The amazing Grace shown at the cross has resonated through the ages. On the cross Jesus’ sacrifice and love – what the world might think of as weaknesses – are turned on their head by God and made everlasting strengths and means of salvation. They bridge the dead end road we travel on. Strangely, even scandalously, an executed criminal in the darkest of dark “Cross-ed” the divide between heaven and earth and left a bridge there for everyone. In other words Jesus’ long road to the cross led to His resurrection and it led to a bridge that can lead to our own resurrection from whatever darkness or death-to-life-as-it-should-be that we find our selves in.
Mary, we are told prepared the body of Christ with funeral oils. She can be heard to have done this for his death. That is it’s usual meaning. But we can also hear, of course, that it turned out the faithful follower, Mary, prepared and kept the Body of Christ for everlasting existence.
Through the honored new life of Christ that is miraculously experienced by his followers after his death– there’s an experiential reality that affirms God utterly loves us in our own darkest hours, even when we feel forsaken, even on our own crosses. This is true even if we are the ones who have created darknesses for ourselves or for others with betrayal or pain or injustice. God loves all of humanity the Mary part and the Judas part.

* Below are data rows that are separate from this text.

//! Top-level error types for idpool.

use thiserror::Error;

use crate::exchange::ExchangeError;
use crate::queue::TaskQueueError;
use crate::store::StoreError;
use crate::validate::ValidationError;

/// Top-level error type encompassing all idpool errors.
#[derive(Debug, Error)]
pub enum AuthError {
    /// Error from secure store operations.
    #[error("store error: {0}")]
    Store(#[from] StoreError),

    /// Error from the identity-exchange service.
    #[error("service error: {0}")]
    Exchange(#[from] ExchangeError),

    /// Configuration error.
    #[error("validation error: {0}")]
    Validation(#[from] ValidationError),

    /// The operation did not complete.
    #[error("internal error: {0}")]
    Queue(#[from] TaskQueueError),
}

impl AuthError {
    /// A hint for the user on how to recover.
    pub fn recovery_suggestion(&self) -> String {
        match self {
            AuthError::Store(StoreError::Decoding { .. }) => {
                "clear the cached credentials and fetch again".to_string()
            }
            AuthError::Store(StoreError::AccessDenied { .. })
            | AuthError::Store(StoreError::KeyringUnavailable { .. }) => {
                "check that the OS keyring is unlocked and accessible".to_string()
            }
            AuthError::Store(_) => "retry the operation; the secure store reported a failure".to_string(),
            AuthError::Exchange(e) if e.is_not_authorized() => {
                "sign in to the login provider again and fetch with the new token".to_string()
            }
            AuthError::Exchange(ExchangeError::Network { .. }) => {
                "check network connectivity and retry".to_string()
            }
            AuthError::Exchange(_) => "check the identity pool configuration and retry".to_string(),
            AuthError::Validation(e) => e.recovery.clone(),
            AuthError::Queue(_) => "retry the operation".to_string(),
        }
    }
}

#[cfg(test)]
mod tests {
    use super::*;

    #[test]
    fn test_recovery_suggestion_from_validation() {
        let err = AuthError::from(ValidationError::new("owner key", "too long", "shorten it"));
        assert_eq!(err.recovery_suggestion(), "shorten it");
        assert_eq!(err.to_string(), "validation error: invalid owner key: too long");
    }

    #[test]
    fn test_recovery_suggestion_for_not_authorized() {
        let err = AuthError::from(ExchangeError::Service {
            kind: "NotAuthorizedException".into(),
            message: "Token expired".into(),
        });
        assert!(err.recovery_suggestion().contains("sign in"));
    }
}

See, here’s the thing, this is true not just for the real Mary and Judas like people in world, but for the Mary and Judas– like parts of each of us. If we are honest about it, most of us have a Mary-like presence and at least a little Judas-like presence. We have goodness and we have not so goodness, some of it maybe even badness. We are good followers and we can also be not so good followers of Jesus. Sometimes we give generously without a mumblin’ word.
Sometimes we don’t give enough, sometimes we say a lot of mumblin’ words. Like Judas we too can be self-righteous, maybe taking what God wants for others, maybe even helping Christ to be betrayed literally or by denying we are with him or by our inaction or silence. On one hand it doesn’t matter, in the sense that we are loved one way or the other, good or bad behavior does not stop God’s unconditional steadfast forever love.

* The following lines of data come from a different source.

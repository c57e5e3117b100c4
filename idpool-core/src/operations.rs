//! Identity-pool credential operations.
//!
//! This module provides [`DefaultIdentityPoolOperations`], which exchanges
//! login-provider tokens for temporary [`Credentials`] and an identity id,
//! caches the result, and reuses it while it stays valid.
//!
//! # Refresh rules
//!
//! A cached session is reused only if the presented logins equal the saved
//! ones, the credentials have not expired, and no refresh was forced.
//! Otherwise the credentials are refreshed for the *saved* identity id, which
//! lets the service elevate an unauthenticated identity once logins appear.
//! With nothing cached, a new identity id is resolved first.
//!
//! Every fetch and clear runs through a [`TaskQueue`], so concurrent callers
//! never trigger redundant exchanges or interleave cache writes.
//!
//! # Example
//!
//! ```rust,no_run
//! # #[cfg(feature = "http-exchange")]
//! # async fn example() -> Result<(), Box<dyn std::error::Error>> {
//! use idpool_core::{
//!     DefaultIdentityPoolOperations, HttpIdentityExchange, IdentityPoolConfig,
//!     IdentityPoolOperations, LoginProvider, MemoryMarker, MemoryStore, OwnerScope,
//! };
//!
//! let pool = IdentityPoolConfig::new("us-east-1", "us-east-1:00000000-0000-0000-0000-000000000000")?;
//! let owner = OwnerScope::with_default_version("myapp")?;
//! let client = HttpIdentityExchange::new(&pool, &owner)?;
//! let operations = DefaultIdentityPoolOperations::open(
//!     pool,
//!     &owner,
//!     MemoryStore::new(),
//!     &MemoryMarker::new(),
//!     client,
//! )
//! .await?;
//!
//! let logins = vec![LoginProvider::new("accounts.google.com", "<id token>")];
//! let details = operations.fetch_identity_pool_details(&logins, false).await;
//! let credentials = details.credentials()?;
//! println!("{:?}", credentials);
//! # Ok(())
//! # }
//! ```

use async_trait::async_trait;
use chrono::{DateTime, Duration, Utc};
use std::fmt;
use std::sync::Arc;

use crate::cache::{CachedSession, CredentialCache};
use crate::credentials::Credentials;
use crate::error::AuthError;
use crate::exchange::IdentityExchange;
use crate::marker::StoreMarker;
use crate::model::{IdentityPoolConfig, LoginProvider, LoginsMap, OwnerScope, logins_map};
use crate::queue::TaskQueue;
use crate::store::SecureStore;

/// Outcome of one fetch attempt.
///
/// Credentials and identity id always come from the same attempt: either both
/// are present or both projections return the same error.
#[derive(Debug, Clone)]
pub enum FetchResult {
    Success {
        credentials: Credentials,
        identity_id: String,
    },
    Failure(Arc<AuthError>),
}

impl FetchResult {
    fn failure(error: impl Into<AuthError>) -> Self {
        FetchResult::Failure(Arc::new(error.into()))
    }

    pub fn is_success(&self) -> bool {
        matches!(self, FetchResult::Success { .. })
    }

    /// The error of a failed attempt.
    pub fn error(&self) -> Option<&Arc<AuthError>> {
        match self {
            FetchResult::Success { .. } => None,
            FetchResult::Failure(e) => Some(e),
        }
    }

    /// The credentials outcome.
    ///
    /// There is no guarantee the credentials are unexpired by the time they
    /// are used.
    pub fn credentials(&self) -> Result<&Credentials, Arc<AuthError>> {
        match self {
            FetchResult::Success { credentials, .. } => Ok(credentials),
            FetchResult::Failure(e) => Err(e.clone()),
        }
    }

    /// The identity id outcome.
    pub fn identity_id(&self) -> Result<&str, Arc<AuthError>> {
        match self {
            FetchResult::Success { identity_id, .. } => Ok(identity_id),
            FetchResult::Failure(e) => Err(e.clone()),
        }
    }

    /// Split into the credentials outcome and the identity id outcome.
    pub fn into_results(
        self,
    ) -> (
        Result<Credentials, Arc<AuthError>>,
        Result<String, Arc<AuthError>>,
    ) {
        match self {
            FetchResult::Success {
                credentials,
                identity_id,
            } => (Ok(credentials), Ok(identity_id)),
            FetchResult::Failure(e) => (Err(e.clone()), Err(e)),
        }
    }
}

/// Why a cached session could not be reused.
#[derive(Debug, Clone, Copy, PartialEq, Eq)]
pub enum RefreshReason {
    /// The presented logins differ from the saved ones.
    LoginsChanged,
    /// The saved credentials have expired.
    Expired,
    /// The caller asked for a refresh.
    Forced,
}

impl fmt::Display for RefreshReason {
    fn fmt(&self, f: &mut fmt::Formatter<'_>) -> fmt::Result {
        let reason = match self {
            RefreshReason::LoginsChanged => "logins changed",
            RefreshReason::Expired => "credentials expired",
            RefreshReason::Forced => "refresh forced",
        };
        f.write_str(reason)
    }
}

/// Decide whether `session` can be reused for `logins`.
///
/// Returns `None` when it can. Logins are compared as persisted, so a
/// reordered list counts as a change.
pub fn refresh_reason(
    session: &CachedSession,
    logins: &[LoginProvider],
    force_refresh: bool,
    now: DateTime<Utc>,
    expiry_buffer: Duration,
) -> Option<RefreshReason> {
    if session.logins.as_slice() != logins {
        Some(RefreshReason::LoginsChanged)
    } else if session.credentials.is_expired_at(now, expiry_buffer) {
        Some(RefreshReason::Expired)
    } else if force_refresh {
        Some(RefreshReason::Forced)
    } else {
        None
    }
}

/// Fetching and clearing identity-pool credentials.
#[async_trait]
pub trait IdentityPoolOperations: Send + Sync {
    /// Fetch credentials and identity id for `logins`.
    ///
    /// Pass an empty slice for an unauthenticated identity. Never fails
    /// outright; errors are reported through the returned [`FetchResult`].
    async fn fetch_identity_pool_details(
        &self,
        logins: &[LoginProvider],
        force_refresh: bool,
    ) -> FetchResult;

    /// Delete the cached credentials and identity id.
    ///
    /// Succeeds when nothing was cached.
    async fn clear_credentials(&self) -> Result<(), AuthError>;
}

struct Inner<S, C> {
    pool: IdentityPoolConfig,
    cache: CredentialCache<S>,
    client: C,
}

/// Default implementation of [`IdentityPoolOperations`].
///
/// # Type Parameters
///
/// * `S` - The secure store backing the credential cache
/// * `C` - The identity-exchange client
pub struct DefaultIdentityPoolOperations<S, C> {
    inner: Arc<Inner<S, C>>,
    queue: TaskQueue,
    expiry_buffer: Duration,
}

impl<S, C> DefaultIdentityPoolOperations<S, C>
where
    S: SecureStore + 'static,
    C: IdentityExchange + 'static,
{
    /// Create operations over an already opened cache.
    pub fn new(
        pool: IdentityPoolConfig,
        cache: CredentialCache<S>,
        client: C,
    ) -> Result<Self, AuthError> {
        pool.validate()?;
        Ok(Self {
            inner: Arc::new(Inner {
                pool,
                cache,
                client,
            }),
            queue: TaskQueue::new(),
            expiry_buffer: Duration::zero(),
        })
    }

    /// Open the credential cache for `owner` in `store` and create operations.
    ///
    /// See [`CredentialCache::open`] for the first-run purge driven by `marker`.
    pub async fn open(
        pool: IdentityPoolConfig,
        owner: &OwnerScope,
        store: S,
        marker: &dyn StoreMarker,
        client: C,
    ) -> Result<Self, AuthError> {
        pool.validate()?;
        let cache = CredentialCache::open(store, &pool, owner, marker).await;
        Self::new(pool, cache, client)
    }

    /// Treat credentials expiring within `buffer` as already expired.
    pub fn with_expiry_buffer(mut self, buffer: Duration) -> Self {
        self.expiry_buffer = buffer;
        self
    }

    pub fn pool(&self) -> &IdentityPoolConfig {
        &self.inner.pool
    }
}

impl<S: SecureStore, C: IdentityExchange> Inner<S, C> {
    async fn fetch(
        &self,
        logins: Vec<LoginProvider>,
        force_refresh: bool,
        expiry_buffer: Duration,
    ) -> FetchResult {
        let logins_map = logins_map(&logins);

        match self.cache.load().await {
            Ok(session) => {
                match refresh_reason(&session, &logins, force_refresh, Utc::now(), expiry_buffer) {
                    None => {
                        tracing::debug!(
                            "Using cached credentials for identity {}",
                            session.identity_id
                        );
                        let CachedSession {
                            credentials,
                            identity_id,
                            ..
                        } = session;
                        FetchResult::Success {
                            credentials,
                            identity_id,
                        }
                    }
                    Some(reason) => {
                        tracing::info!(
                            "Refreshing credentials for identity {} ({})",
                            session.identity_id,
                            reason
                        );
                        self.refresh(&session.identity_id, &logins_map, &logins)
                            .await
                    }
                }
            }
            Err(e) if e.is_not_found() => {
                tracing::info!(
                    "No cached session for pool {}, resolving identity",
                    self.pool.pool_id
                );
                match self.client.get_id(&self.pool.pool_id, &logins_map).await {
                    Ok(identity_id) => self.refresh(&identity_id, &logins_map, &logins).await,
                    Err(e) => {
                        tracing::error!("Failed to resolve identity id: {}", e);
                        FetchResult::failure(e)
                    }
                }
            }
            Err(e) => {
                tracing::error!("Failed to read cached session: {}", e);
                FetchResult::failure(e)
            }
        }
    }

    async fn refresh(
        &self,
        identity_id: &str,
        logins_map: &LoginsMap,
        logins: &[LoginProvider],
    ) -> FetchResult {
        let (credentials, identity_id) = match self
            .client
            .get_credentials_for_identity(identity_id, logins_map)
            .await
        {
            Ok(result) => result,
            Err(e) => {
                tracing::error!("Failed to fetch credentials for identity {}: {}", identity_id, e);
                return FetchResult::failure(e);
            }
        };

        if let Err(e) = self.cache.save(&credentials, &identity_id, logins).await {
            tracing::error!("Failed to save session for identity {}: {}", identity_id, e);
            return FetchResult::failure(e);
        }

        tracing::info!(
            "Fetched credentials for identity {}, expiring at {}",
            identity_id,
            credentials.expiration()
        );
        FetchResult::Success {
            credentials,
            identity_id,
        }
    }
}

#[async_trait]
impl<S, C> IdentityPoolOperations for DefaultIdentityPoolOperations<S, C>
where
    S: SecureStore + 'static,
    C: IdentityExchange + 'static,
{
    async fn fetch_identity_pool_details(
        &self,
        logins: &[LoginProvider],
        force_refresh: bool,
    ) -> FetchResult {
        let inner = self.inner.clone();
        let logins = logins.to_vec();
        let expiry_buffer = self.expiry_buffer;

        match self
            .queue
            .sync(async move { inner.fetch(logins, force_refresh, expiry_buffer).await })
            .await
        {
            Ok(result) => result,
            Err(e) => FetchResult::failure(e),
        }
    }

    async fn clear_credentials(&self) -> Result<(), AuthError> {
        let inner = self.inner.clone();
        self.queue
            .sync(async move { inner.cache.clear().await })
            .await??;

        tracing::info!("Cleared cached credentials for pool {}", self.inner.pool.pool_id);
        Ok(())
    }
}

But see, it’s the Mary-like faithful conduct that remembers and honors and keeps the Body of Christ as the bridge that connects heaven and earth. The faithful follow Jesus’ Way and it serves, if you will, as “cross road” to heaven. Without the faithful conduct the bridge cannot be found, it is out for those who lack faith. For the unfaithful part of us, “the end is near,” and “turn around before it is too late,” are apt warnings. Because it is by being faithful like Jesus and Mary – being the Body of Christ now– that we are able to bridge the gap between earth and heaven, and take the cross road to truck to earth heaven’s transformative new life and a new way in the here and now.
May we all be like Mary and honor the Body of Christ and cross the bridge to heaven.

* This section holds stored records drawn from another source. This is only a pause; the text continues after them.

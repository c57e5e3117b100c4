//! # idpool Core
//!
//! Credential cache and refresh coordination for federated identity pools.
//!
//! This crate provides:
//! - Domain types for login providers, credentials, and pool configuration
//! - A persistent session cache on top of a secure key-value store
//! - A refresh coordinator that reuses cached credentials while valid and
//!   serializes every refresh through a single-flight queue
//! - In-memory and (optionally) keyring-based storage implementations
//! - An HTTP identity-exchange client (with the `http-exchange` feature)
//!
//! ## Quick Start
//!
//! ```rust,ignore
//! use idpool_core::{IdentityPoolOperations, LoginProvider};
//!
//! async fn credentials(operations: &impl IdentityPoolOperations, id_token: &str) {
//!     let logins = vec![LoginProvider::new("accounts.google.com", id_token)];
//!     let details = operations.fetch_identity_pool_details(&logins, false).await;
//!     match details.credentials() {
//!         Ok(credentials) => println!("expires at {}", credentials.expiration()),
//!         Err(e) => eprintln!("fetch failed: {}", e),
//!     }
//! }
//! ```

pub mod cache;
pub mod credentials;
pub mod error;
pub mod event;
pub mod exchange;
pub mod marker;
pub mod mask;
pub mod model;
pub mod operations;
pub mod queue;
pub mod store;
pub mod validate;

#[cfg(feature = "http-exchange")]
pub mod http;

// Re-export commonly used types at crate root
pub use model::{
    IdentityPoolConfig,
    LoginProvider,
    LoginsMap,
    OwnerScope,
};

pub use credentials::Credentials;

pub use store::{
    SecureStore,
    StoreError,
    MemoryStore,
    create_store,
};

#[cfg(feature = "keyring-store")]
pub use store::KeyringStore;

pub use marker::{
    FileMarker,
    MemoryMarker,
    StoreMarker,
};

pub use cache::{
    CachedSession,
    CredentialCache,
};

pub use exchange::{
    ExchangeError,
    IdentityExchange,
};

pub use operations::{
    DefaultIdentityPoolOperations,
    FetchResult,
    IdentityPoolOperations,
    RefreshReason,
};

pub use event::{
    AuthEvent,
    AuthEventEmitter,
};

pub use error::AuthError;
pub use validate::ValidationError;

#[cfg(feature = "http-exchange")]
pub use http::HttpIdentityExchange;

1. See, Crossan, John Dominic, Jesus a Revolutionary Biography, p 127, 154-58, see also, Crossan, The Historical Jesus, p 392-393.
2. I got these ideas about smell and the perfume lingering on Mary from an article by MaryAnn McGibbon Dana called “First Sunday in Lent,” The Christian Century, March 2, 2016, p. 18
3. Col 2:15, I originally got these ideas from Marcus Borg including The Heart of Christianity, San Francisco: HarperSanFrancisco (2003), 92-96.